MATERIAL SHOWN:
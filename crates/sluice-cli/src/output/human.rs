//! Human-readable output formatter with colors and styling.

use super::formatter::OutputFormatter;
use anyhow::Result;
use console::Term;
use console::style;
use sluice_core::Checksum;
use sluice_core::IngestResult;
use sluice_core::LogicalDataFile;
use sluice_core::formats::shapefile::PlannedItem;
use sluice_core::units::format_size;
use std::path::Path;
use std::path::PathBuf;

pub struct HumanFormatter {
    verbose: bool,
    quiet: bool,
    use_colors: bool,
    term: Term,
}

impl HumanFormatter {
    pub fn new(verbose: bool, quiet: bool) -> Self {
        Self {
            verbose,
            quiet,
            use_colors: console::colors_enabled(),
            term: Term::stdout(),
        }
    }

    fn format_number(n: usize) -> String {
        let s = n.to_string();
        let mut result = String::new();
        let mut count = 0;

        for c in s.chars().rev() {
            if count == 3 {
                result.push(',');
                count = 0;
            }
            result.push(c);
            count += 1;
        }

        result.chars().rev().collect()
    }

    fn display_path(file: &LogicalDataFile) -> String {
        match &file.directory_label {
            Some(dir) => format!("{dir}/{}", file.label),
            None => file.label.clone(),
        }
    }

    fn heading(&self, mark: &str, text: &str, ok: bool) {
        if self.use_colors {
            let mark = if ok {
                style(mark).green().bold()
            } else {
                style(mark).yellow().bold()
            };
            let _ = self.term.write_line(&format!("{mark} {text}"));
        } else {
            let _ = self.term.write_line(text);
        }
    }
}

impl OutputFormatter for HumanFormatter {
    fn format_ingest_result(&self, upload: &Path, result: &IngestResult) -> Result<()> {
        if self.quiet {
            return Ok(());
        }

        let title = format!("Ingested {}", upload.display());
        if result.has_errors() {
            self.heading("⚠", &title, false);
        } else {
            self.heading("✓", &title, true);
        }

        let _ = self.term.write_line(&format!(
            "  Data files: {}",
            Self::format_number(result.data_files().len())
        ));
        let _ = self.term.write_line(&format!(
            "  Total size: {}",
            format_size(result.total_bytes())
        ));
        if self.verbose {
            let _ = self
                .term
                .write_line(&format!("  Duration: {:?}", result.duration()));
        }

        if !result.data_files().is_empty() {
            let _ = self.term.write_line("");
            for file in result.data_files() {
                let _ = self.term.write_line(&format!(
                    "  {:<40} {:>10}  {}",
                    Self::display_path(file),
                    format_size(file.size),
                    file.content_type
                ));
                if self.verbose {
                    let _ = self.term.write_line(&format!(
                        "      {}  {}",
                        file.storage_identifier, file.checksum
                    ));
                }
            }
        }

        if result.has_errors() {
            let _ = self.term.write_line("");
            if self.use_colors {
                let _ = self
                    .term
                    .write_line(&format!("{}", style("Rejected:").yellow().bold()));
            } else {
                let _ = self.term.write_line("Rejected:");
            }
            for failure in result.errors() {
                let _ = self
                    .term
                    .write_line(&format!("  - {}: {}", failure.name, failure.message()));
            }
        }

        Ok(())
    }

    fn format_checksums(&self, checksums: &[(PathBuf, Checksum)]) -> Result<()> {
        // checksums are the output itself, quiet does not hide them
        for (path, checksum) in checksums {
            let _ = self
                .term
                .write_line(&format!("{}  {}", checksum.value, path.display()));
        }
        if self.verbose
            && !self.quiet
            && let Some((_, first)) = checksums.first()
        {
            let _ = self
                .term
                .write_line(&format!("({} digests)", first.algorithm));
        }
        Ok(())
    }

    fn format_plan(&self, archive: &Path, names: &[String], plan: &[PlannedItem]) -> Result<()> {
        if self.quiet {
            return Ok(());
        }

        let groups = plan.iter().filter(|item| item.is_group()).count();
        let _ = self.term.write_line(&format!(
            "{}: {} entries -> {} data files ({} shapefile bundles)",
            archive.display(),
            Self::format_number(names.len()),
            Self::format_number(plan.len()),
            groups
        ));

        for item in plan {
            match item {
                PlannedItem::Standalone(i) => {
                    let _ = self.term.write_line(&format!("  {}", names[*i]));
                }
                PlannedItem::Group {
                    directory_label,
                    base_name,
                    members,
                } => {
                    let bundle = match directory_label {
                        Some(dir) => format!("{dir}/{base_name}.zip"),
                        None => format!("{base_name}.zip"),
                    };
                    let bundle = if self.use_colors {
                        style(bundle).cyan().bold().to_string()
                    } else {
                        bundle
                    };
                    let _ = self.term.write_line(&format!("  {bundle}"));
                    for i in members {
                        let _ = self.term.write_line(&format!("    + {}", names[*i]));
                    }
                }
            }
        }

        Ok(())
    }

    fn format_warning(&self, message: &str) {
        if self.quiet {
            return;
        }

        if self.use_colors {
            let _ = self
                .term
                .write_line(&format!("{} {message}", style("⚠").yellow().bold()));
        } else {
            let _ = self.term.write_line(&format!("WARNING: {message}"));
        }
    }
}
//! Content type detection.

use std::borrow::Cow;
use std::fmt;
use std::fs::File;
use std::io::Read;
use std::path::Path;

/// How many leading bytes are read for sniffing.
pub const SNIFF_LEN: usize = 8 * 1024;

/// A MIME content type.
#[derive(Debug, Clone, PartialEq, Eq, Hash)]
pub struct ContentType(Cow<'static, str>);

impl ContentType {
    /// `application/zip`
    pub const ZIP: Self = Self(Cow::Borrowed("application/zip"));
    /// `application/zipped-shapefile`, a rebuilt shapefile bundle.
    pub const ZIPPED_SHAPEFILE: Self = Self(Cow::Borrowed("application/zipped-shapefile"));
    /// `application/octet-stream`
    pub const OCTET_STREAM: Self = Self(Cow::Borrowed("application/octet-stream"));
    /// `text/plain`
    pub const TEXT_PLAIN: Self = Self(Cow::Borrowed("text/plain"));

    /// Returns the type as a string.
    #[must_use]
    pub fn as_str(&self) -> &str {
        &self.0
    }

    /// Type without parameters, lowercased (`Text/Plain; charset=x` →
    /// `text/plain`).
    #[must_use]
    pub fn essence(&self) -> String {
        self.0
            .split(';')
            .next()
            .unwrap_or_default()
            .trim()
            .to_ascii_lowercase()
    }

    /// Returns `true` for the zip family, which triggers expansion.
    #[must_use]
    pub fn is_zip(&self) -> bool {
        matches!(
            self.essence().as_str(),
            "application/zip" | "application/x-zip-compressed" | "application/x-zip"
        )
    }

    /// Returns `true` for types that say nothing about the content.
    #[must_use]
    pub fn is_generic(&self) -> bool {
        let essence = self.essence();
        essence.is_empty()
            || matches!(
                essence.as_str(),
                "application/octet-stream" | "application/x-unknown" | "application/unknown"
            )
    }
}

impl fmt::Display for ContentType {
    fn fmt(&self, f: &mut fmt::Formatter<'_>) -> fmt::Result {
        f.write_str(&self.0)
    }
}

impl From<&str> for ContentType {
    fn from(value: &str) -> Self {
        Self(Cow::Owned(value.to_string()))
    }
}

impl From<String> for ContentType {
    fn from(value: String) -> Self {
        Self(Cow::Owned(value))
    }
}

/// Determines the content type of a file.
pub trait ContentClassifier: Send + Sync {
    /// Classifies a file from its name, its leading bytes and the type the
    /// client declared.
    fn classify(&self, file_name: &str, head: &[u8], declared: Option<&str>) -> ContentType;
}

impl<T: ContentClassifier + ?Sized> ContentClassifier for Box<T> {
    fn classify(&self, file_name: &str, head: &[u8], declared: Option<&str>) -> ContentType {
        (**self).classify(file_name, head, declared)
    }
}

/// Production classifier.
///
/// Precedence, first conclusive answer wins:
/// 1. magic bytes (`infer`)
/// 2. file extension
/// 3. declared type, unless generic
/// 4. text heuristic on the leading bytes
/// 5. `application/octet-stream`
#[derive(Debug, Clone, Copy, Default)]
pub struct SniffingClassifier;

impl SniffingClassifier {
    /// Creates the classifier.
    #[must_use]
    pub fn new() -> Self {
        Self
    }
}

impl ContentClassifier for SniffingClassifier {
    fn classify(&self, file_name: &str, head: &[u8], declared: Option<&str>) -> ContentType {
        if let Some(kind) = infer::get(head) {
            let sniffed = ContentType::from(kind.mime_type());
            if !sniffed.is_generic() {
                return sniffed;
            }
        }

        if let Some(by_ext) = type_for_extension(file_name) {
            return ContentType(Cow::Borrowed(by_ext));
        }

        if let Some(declared) = declared.map(ContentType::from)
            && !declared.is_generic()
        {
            return declared;
        }

        if looks_like_text(head) {
            return ContentType::TEXT_PLAIN;
        }

        ContentType::OCTET_STREAM
    }
}

/// Reads the head of `path` and classifies it.
///
/// A file that cannot be read is reported as `application/octet-stream`.
pub fn classify_path<C: ContentClassifier + ?Sized>(
    classifier: &C,
    path: &Path,
    file_name: &str,
    declared: Option<&str>,
) -> ContentType {
    match read_head(path) {
        Ok(head) => classifier.classify(file_name, &head, declared),
        Err(err) => {
            tracing::warn!(file = %file_name, error = %err, "unreadable stream, using octet-stream");
            ContentType::OCTET_STREAM
        }
    }
}

fn read_head(path: &Path) -> std::io::Result<Vec<u8>> {
    let file = File::open(path)?;
    let mut head = Vec::with_capacity(SNIFF_LEN);
    file.take(SNIFF_LEN as u64).read_to_end(&mut head)?;
    Ok(head)
}

fn looks_like_text(head: &[u8]) -> bool {
    if head.is_empty() || head.contains(&0) {
        return false;
    }
    match std::str::from_utf8(head) {
        Ok(_) => true,
        // a multi-byte character cut off by the sniff window
        Err(e) => e.error_len().is_none(),
    }
}

fn type_for_extension(file_name: &str) -> Option<&'static str> {
    let lower = file_name.to_ascii_lowercase();
    let (_, ext) = lower.rsplit_once('.')?;
    let mime = match ext {
        "zip" => "application/zip",
        "txt" | "prj" | "cpg" => "text/plain",
        "csv" => "text/csv",
        "tsv" | "tab" => "text/tab-separated-values",
        "md" => "text/markdown",
        "xml" => "text/xml",
        "html" | "htm" => "text/html",
        "json" => "application/json",
        "pdf" => "application/pdf",
        "xls" => "application/vnd.ms-excel",
        "xlsx" => "application/vnd.openxmlformats-officedocument.spreadsheetml.sheet",
        "doc" => "application/msword",
        "docx" => "application/vnd.openxmlformats-officedocument.wordprocessingml.document",
        "shp" | "shx" => "application/x-esri-shape",
        "dbf" => "application/x-dbf",
        "r" => "type/x-r-syntax",
        "dta" => "application/x-stata",
        "sav" => "application/x-spss-sav",
        "por" => "application/x-spss-por",
        "rdata" => "application/x-rlang-transport",
        "nc" => "application/netcdf",
        "h5" | "hdf5" => "application/x-hdf5",
        "fits" => "application/fits",
        _ => return None,
    };
    Some(mime)
}

#[cfg(test)]
#[allow(clippy::unwrap_used)]
mod tests {
    use super::*;
    use tempfile::TempDir;

    const ZIP_MAGIC: &[u8] = b"PK\x03\x04\x14\x00\x00\x00";
    const PDF_MAGIC: &[u8] = b"%PDF-1.7\n";

    #[test]
    fn test_sniffing_beats_declared() {
        let classifier = SniffingClassifier::new();
        let ct = classifier.classify("upload.bin", ZIP_MAGIC, Some("text/plain"));
        assert_eq!(ct, ContentType::ZIP);
        assert!(ct.is_zip());
    }

    #[test]
    fn test_sniffing_beats_extension() {
        let classifier = SniffingClassifier::new();
        let ct = classifier.classify("report.txt", PDF_MAGIC, None);
        assert_eq!(ct.as_str(), "application/pdf");
    }

    #[test]
    fn test_extension_beats_declared() {
        let classifier = SniffingClassifier::new();
        let ct = classifier.classify("data.CSV", b"a,b\n1,2\n", Some("application/vnd.custom"));
        assert_eq!(ct.as_str(), "text/csv");
    }

    #[test]
    fn test_declared_used_when_inconclusive() {
        let classifier = SniffingClassifier::new();
        let ct = classifier.classify("blob", &[0x01, 0x00, 0x02], Some("application/x-custom"));
        assert_eq!(ct.as_str(), "application/x-custom");
    }

    #[test]
    fn test_generic_declared_is_ignored() {
        let classifier = SniffingClassifier::new();
        let ct = classifier.classify("notes", b"just words", Some("application/octet-stream"));
        assert_eq!(ct, ContentType::TEXT_PLAIN);
    }

    #[test]
    fn test_binary_without_hints() {
        let classifier = SniffingClassifier::new();
        let ct = classifier.classify("shape2", &[0xde, 0xad, 0x00, 0xbe, 0xef], None);
        assert_eq!(ct, ContentType::OCTET_STREAM);
        assert_eq!(classifier.classify("empty", b"", None), ContentType::OCTET_STREAM);
    }

    #[test]
    fn test_truncated_utf8_is_text() {
        let mut head = b"caf".to_vec();
        head.push(0xc3);
        assert!(looks_like_text(&head));
        assert!(!looks_like_text(&[0xff, 0xfe, 0x41]));
    }

    #[test]
    fn test_zip_family() {
        assert!(ContentType::from("application/x-zip-compressed").is_zip());
        assert!(ContentType::from("Application/ZIP; foo=bar").is_zip());
        assert!(!ContentType::ZIPPED_SHAPEFILE.is_zip());
    }

    #[test]
    fn test_classify_path_reads_head() {
        let temp = TempDir::new().unwrap();
        let path = temp.path().join("staged");
        std::fs::write(&path, ZIP_MAGIC).unwrap();
        let ct = classify_path(&SniffingClassifier, &path, "upload", None);
        assert_eq!(ct, ContentType::ZIP);
    }

    #[test]
    fn test_classify_path_unreadable() {
        let ct = classify_path(
            &SniffingClassifier,
            Path::new("/nonexistent/sluice/staged"),
            "x.pdf",
            Some("application/pdf"),
        );
        assert_eq!(ct, ContentType::OCTET_STREAM);
    }
}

ASSIGNMENT:
The lines to copy are those in the records above containing the word "groups".

RESPONSE:
        let groups = plan.iter().filter(|item| item.is_group()).count();
            groups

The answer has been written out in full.